The reported high susceptibility to CMV in women at childbearing age and the potential exposure of woman and foetus to contaminated semen should be taken into consideration when drafting recommendations on screening of donor semen used in assisted reproductive technology (Barratt et al., 1998; Liesnard et al., 2001).

Conclusion

Because susceptibility to CMV infection during childbearing age was high in this particular population of pregnant women, preventing infection during pregnancy is important. Because vaccination is not an option yet, the main actions that can be undertaken are prenatal prevention (Adler et al., 2004), prenatal screening and postnatal screening (Ludwig et al., 2009). No country in the world has yet implemented a specific universal program of prenatal or in-pregnancy screening for CMV susceptibility. Screening for CMV is recommended for all pregnant women at the beginning of pregnancy in Flanders by the Association of Obstetricians (VVOG, 2000). In Switzerland, screening is recommended for specific risk groups (Frischknecht et al.), and other countries (e.g., the United States) advise hand hygiene and avoiding contact with saliva and other bodily fluids from young children. Such hygiene counselling in France resulted in lower quarterly incidences of CMV infections during pregnancy (Vauloup-Fellous et al., 2009).
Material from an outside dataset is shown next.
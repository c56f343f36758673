//! Job workers.

mod sync;

pub use sync::{SyncWorkerContext, sync_worker};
Some authors are not convinced of the power of screening for all women because no real therapy or vaccine is available, but public awareness should also be considered. Currently, public awareness is insufficient (Jeon et al., 2006, Ross et al., 2008), but adherence to preventive measures might be more effective if women are informed of their serological status (Vauloup-Fellous et al., 2009).

Vaccination may offer a resolution to the problem of CMV infection during pregnancy, provided that neutralising antibodies through immunisation would offer protection against vertical and perinatal CMV infection (Boppana et al., 2001). Currently, several trials are being conducted on the safety and efficacy of newly developed vaccines (Pass, 2009; Pass et al., 2009; Schleiss, 2009).